[RECORDS FOR THIS TASK]

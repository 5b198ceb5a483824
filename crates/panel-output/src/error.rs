//! Output error types.

use std::path::PathBuf;

use polars::prelude::PolarsError;
use thiserror::Error;

/// Errors raised while writing or reading output artifacts.
#[derive(Debug, Error)]
pub enum OutputError {
    /// File I/O error.
    #[error("failed to {operation} {path}")]
    Io {
        operation: &'static str,
        path: PathBuf,
        #[source]
        source: std::io::Error,
    },

    /// The temporary file could not replace the target.
    #[error("failed to replace {target_path}")]
    AtomicWriteFailed {
        temp_path: PathBuf,
        target_path: PathBuf,
        #[source]
        source: std::io::Error,
    },

    /// Panel snapshot could not be encoded or decoded.
    #[error("invalid panel snapshot {path}")]
    Snapshot {
        path: PathBuf,
        #[source]
        source: serde_json::Error,
    },

    /// Error from Polars DataFrame operations.
    #[error("DataFrame error: {message}")]
    DataFrame { message: String },
}

impl From<PolarsError> for OutputError {
    fn from(err: PolarsError) -> Self {
        OutputError::DataFrame {
            message: err.to_string(),
        }
    }
}

/// Result type for output operations.
pub type Result<T> = std::result::Result<T, OutputError>;
//! Integration tests for folder loading.

use panel_ingest::{load_extracts, read_wide_sheet};
use panel_model::{CanonicalMonth, Cell, FileConfig, SourceKind};
use tempfile::TempDir;

const NATIONAL: &str = "\
收发货人所在地,进出口,进出口,进口,进口,出口,出口
收发货人所在地,当月,1至当月累计,进口当月,进口累计,出口当月,出口累计
,万元,万元,万元,万元,万元,万元
总值,100,300,40,120,60,180
杭州市,30,90,10,30,20,60
";

const REGIONAL: &str = "\
收发货人所在地,当期进出口,当期进口,当期出口,进出口同比
合计,1000,400,600,0.1
杭州地区,300,100,200,0.2
";

#[test]
fn loads_both_sources_in_period_order() {
    let dir = TempDir::new().expect("temp dir");
    std::fs::write(dir.path().join("2024-02.csv"), NATIONAL).expect("write");
    std::fs::write(dir.path().join("2024-01.csv"), NATIONAL).expect("write");
    std::fs::write(dir.path().join("浙江省-2024-01.csv"), REGIONAL).expect("write");
    std::fs::write(dir.path().join("output.csv"), "a,b\n").expect("write");

    let batch = load_extracts(dir.path(), &FileConfig::default()).expect("load");
    assert_eq!(batch.extracts.len(), 3);
    assert!(batch.skipped.is_empty());
    assert_eq!(batch.ignored.len(), 1);

    let first = &batch.extracts[0];
    assert_eq!(first.source(), SourceKind::National);
    assert_eq!(first.period(), CanonicalMonth::new(2024, 1).expect("month"));
    assert_eq!(first.header_text(2), "1至当月累计");
    assert_eq!(first.row_count(), 2);

    let regional = &batch.extracts[1];
    assert_eq!(regional.source(), SourceKind::Regional);
    assert_eq!(regional.column_index("当期出口"), Some(3));
    assert_eq!(regional.cell(1, 0), &Cell::Text("杭州地区".to_string()));
}

#[test]
fn missing_folder_is_an_error() {
    let dir = TempDir::new().expect("temp dir");
    let missing = dir.path().join("raw");
    assert!(load_extracts(&missing, &FileConfig::default()).is_err());
}

#[test]
fn wide_sheet_period_headers_canonicalize() {
    let dir = TempDir::new().expect("temp dir");
    let path = dir.path().join("fx.csv");
    std::fs::write(
        &path,
        "title\nunit\nnote\n项目,,45291,2024-01-31,Unnamed\n一、结汇,,1,2,3\n",
    )
    .expect("write");
    let sheet = read_wide_sheet(&path, 3).expect("read sheet");
    let months = sheet.period_months();
    assert_eq!(months[0], Some(CanonicalMonth::new(2023, 12).expect("month")));
    assert_eq!(months[1], Some(CanonicalMonth::new(2024, 1).expect("month")));
    assert_eq!(months[2], None);
}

[/RECORDS FOR THIS TASK]

=== WORK ORDER ===
Return the whole of the data, character for character.

=== OUTPUT FOR THIS TASK ===
repository 5b198ceb5a483824
filename crates/panel-output/src/error.rs
//! Output error types.

use std::path::PathBuf;

use polars::prelude::PolarsError;
use thiserror::Error;

/// Errors raised while writing or reading output artifacts.
#[derive(Debug, Error)]
pub enum OutputError {
    /// File I/O error.
    #[error("failed to {operation} {path}")]
    Io {
        operation: &'static str,
        path: PathBuf,
        #[source]
        source: std::io::Error,
    },

    /// The temporary file could not replace the target.
    #[error("failed to replace {target_path}")]
    AtomicWriteFailed {
        temp_path: PathBuf,
        target_path: PathBuf,
        #[source]
        source: std::io::Error,
    },

    /// Panel snapshot could not be encoded or decoded.
    #[error("invalid panel snapshot {path}")]
    Snapshot {
        path: PathBuf,
        #[source]
        source: serde_json::Error,
    },

    /// Error from Polars DataFrame operations.
    #[error("DataFrame error: {message}")]
    DataFrame { message: String },
}

impl From<PolarsError> for OutputError {
    fn from(err: PolarsError) -> Self {
        OutputError::DataFrame {
            message: err.to_string(),
        }
    }
}

/// Result type for output operations.
pub type Result<T> = std::result::Result<T, OutputError>;
//! Integration tests for folder loading.

use panel_ingest::{load_extracts, read_wide_sheet};
use panel_model::{CanonicalMonth, Cell, FileConfig, SourceKind};
use tempfile::TempDir;

const NATIONAL: &str = "\
收发货人所在地,进出口,进出口,进口,进口,出口,出口
收发货人所在地,当月,1至当月累计,进口当月,进口累计,出口当月,出口累计
,万元,万元,万元,万元,万元,万元
总值,100,300,40,120,60,180
杭州市,30,90,10,30,20,60
";

const REGIONAL: &str = "\
收发货人所在地,当期进出口,当期进口,当期出口,进出口同比
合计,1000,400,600,0.1
杭州地区,300,100,200,0.2
";

#[test]
fn loads_both_sources_in_period_order() {
    let dir = TempDir::new().expect("temp dir");
    std::fs::write(dir.path().join("2024-02.csv"), NATIONAL).expect("write");
    std::fs::write(dir.path().join("2024-01.csv"), NATIONAL).expect("write");
    std::fs::write(dir.path().join("浙江省-2024-01.csv"), REGIONAL).expect("write");
    std::fs::write(dir.path().join("output.csv"), "a,b\n").expect("write");

    let batch = load_extracts(dir.path(), &FileConfig::default()).expect("load");
    assert_eq!(batch.extracts.len(), 3);
    assert!(batch.skipped.is_empty());
    assert_eq!(batch.ignored.len(), 1);

    let first = &batch.extracts[0];
    assert_eq!(first.source(), SourceKind::National);
    assert_eq!(first.period(), CanonicalMonth::new(2024, 1).expect("month"));
    assert_eq!(first.header_text(2), "1至当月累计");
    assert_eq!(first.row_count(), 2);

    let regional = &batch.extracts[1];
    assert_eq!(regional.source(), SourceKind::Regional);
    assert_eq!(regional.column_index("当期出口"), Some(3));
    assert_eq!(regional.cell(1, 0), &Cell::Text("杭州地区".to_string()));
}

#[test]
fn missing_folder_is_an_error() {
    let dir = TempDir::new().expect("temp dir");
    let missing = dir.path().join("raw");
    assert!(load_extracts(&missing, &FileConfig::default()).is_err());
}

#[test]
fn wide_sheet_period_headers_canonicalize() {
    let dir = TempDir::new().expect("temp dir");
    let path = dir.path().join("fx.csv");
    std::fs::write(
        &path,
        "title\nunit\nnote\n项目,,45291,2024-01-31,Unnamed\n一、结汇,,1,2,3\n",
    )
    .expect("write");
    let sheet = read_wide_sheet(&path, 3).expect("read sheet");
    let months = sheet.period_months();
    assert_eq!(months[0], Some(CanonicalMonth::new(2023, 12).expect("month")));
    assert_eq!(months[1], Some(CanonicalMonth::new(2024, 1).expect("month")));
    assert_eq!(months[2], None);
}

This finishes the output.